Jeudi 29 novembre, le Parlement européen devra voter sur un rapport au sujet de « la réintroduction temporaire du contrôle aux frontières intérieures ». Malgré un titre prometteur, le contenu du texte est en réalité une véritable menace pour la sécurité de nos nations.

La proposition initiale de la Commission était en demi-teinte, mais reconnaissait le besoin des contrôles aux frontières internes, sous la double pression des « mouvements secondaires de migrants » et « des menaces terroristes ». Acculée par le réel, la Commission acceptait de porter de 2 à 5 ans la durée maximale de la réintroduction des frontières.

Pourtant, la député socialiste Tanja Fajon, responsable du rapport, désire l’inverse : alors que de nombreux États, dont la France, pratiquent à nouveau des contrôles, la gauche et les nouveaux alliés d’Emmanuel Macron, les centristes libéraux, estiment que le retour des frontières est « disproportionné, injustifié, inopportun, voire un abus » et même « illicite ». Ils veulent d’ailleurs réduire la durée autorisée à 1 an au lieu de 2 !

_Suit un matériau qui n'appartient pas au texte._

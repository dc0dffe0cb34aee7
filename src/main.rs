mod config;
mod icons;
mod routes;
mod state;

#[tokio::main]
async fn main() {
    if let Err(e) = dotenvy::dotenv() {
        if !e.not_found() {
            eprintln!("failed to load .env: {e}");
        }
    }
    tracing_subscriber::fmt::init();

    let config = config::Config::from_env().expect("invalid configuration");

    // The page is useless without the client script.
    hx::HTMX.verify().expect("htmx payload missing from build");
    tracing::info!(bytes = hx::HTMX.len(), etag = hx::HTMX.etag(), "htmx asset embedded");

    let state = state::AppState::new();
    let app = routes::app(state);

    let addr = config.bind_addr();
    let listener = tokio::net::TcpListener::bind(addr).await.expect("failed to bind");

    tracing::info!(%addr, "hxdemo listening");
    axum::serve(listener, app).await.expect("server failed");
}
use super::*;
use markup::attrs::{class, style};
use markup::render;

#[test]
fn icon_is_stroked_svg_with_extra_args() {
    let node = plus(args![class("size-4"), style("margin-right", "6px")]).unwrap();
    let el = node.as_element().unwrap();

    assert_eq!(el.tag(), "svg");
    assert_eq!(el.attr("viewBox"), Some("0 0 24 24"));
    assert_eq!(el.attr("stroke"), Some("currentColor"));
    assert_eq!(el.attr("class"), Some("size-4"));
    assert_eq!(el.attr("style"), Some("margin-right: 6px"));
    assert_eq!(el.children().len(), 2);
}

#[test]
fn icon_renders_shapes_in_order() {
    let out = render(&x(args![]).unwrap());
    assert!(out.starts_with("<svg xmlns=\"http://www.w3.org/2000/svg\""));
    assert!(out.ends_with(r#"<path d="M18 6 6 18"></path><path d="m6 6 12 12"></path></svg>"#));
}

#[test]
fn every_icon_builds() {
    let all: [fn(std::iter::Empty<Arg>) -> Markup; 17] = [
        zap,
        monitor,
        download,
        list_todo,
        plus,
        trash,
        refresh,
        circle_check,
        arrow_right,
        rocket,
        shield,
        package,
        heart,
        circle,
        x,
        clock,
        rotate_ccw,
    ];
    for icon in all {
        let node = icon(std::iter::empty()).unwrap();
        assert!(!node.as_element().unwrap().children().is_empty());
    }
}
//! Shared application state.
//!
//! DESIGN
//! ======
//! `AppState` is injected into Axum handlers via the `State` extractor. The
//! todo list lives in an explicitly owned `TodoStore` behind a `RwLock`, so
//! concurrent requests never observe a half-applied mutation. Ids come from a
//! monotonically increasing counter and are never reused, even after a clear.

use std::sync::Arc;

use tokio::sync::RwLock;

// =============================================================================
// TODO STORE
// =============================================================================

#[derive(Debug, Clone, PartialEq, Eq)]
pub struct Todo {
    pub id: u64,
    pub text: String,
}

/// In-memory todo list. Deletion scans linearly; the demo list is small.
#[derive(Debug, Default)]
pub struct TodoStore {
    todos: Vec<Todo>,
    last_id: u64,
}

impl TodoStore {
    /// Snapshot of all todos in creation order.
    #[must_use]
    pub fn list(&self) -> Vec<Todo> {
        self.todos.clone()
    }

    /// Append a todo. Blank text creates nothing.
    pub fn create(&mut self, text: &str) -> Option<Todo> {
        if text.trim().is_empty() {
            return None;
        }
        self.last_id += 1;
        let todo = Todo { id: self.last_id, text: text.to_owned() };
        self.todos.push(todo.clone());
        Some(todo)
    }

    /// Remove by id. Returns whether anything was removed.
    pub fn delete(&mut self, id: u64) -> bool {
        let Some(pos) = self.todos.iter().position(|t| t.id == id) else {
            return false;
        };
        self.todos.remove(pos);
        true
    }

    /// Remove everything. Returns the number removed.
    pub fn clear(&mut self) -> usize {
        let removed = self.todos.len();
        self.todos.clear();
        removed
    }

    #[must_use]
    pub fn len(&self) -> usize {
        self.todos.len()
    }

    #[must_use]
    pub fn is_empty(&self) -> bool {
        self.todos.is_empty()
    }
}

// =============================================================================
// APP STATE
// =============================================================================

/// Clone is required by Axum; inner fields are Arc-wrapped.
#[derive(Clone, Default)]
pub struct AppState {
    pub todos: Arc<RwLock<TodoStore>>,
}

impl AppState {
    #[must_use]
    pub fn new() -> Self {
        Self::default()
    }
}

#[cfg(test)]
#[path = "state_test.rs"]
mod tests;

Le texte proposé par la gauche du Parlement européen est ouvertement anti-frontières. Son but affiché est de « sauver Schengen », malgré la submersion migratoire et le terrorisme transfrontalier qui frappent nos nations depuis plusieurs années. C’est pourquoi le Rassemblement National votera contre ce texte qui, par idéologie, met en péril la sécurité de nos concitoyens.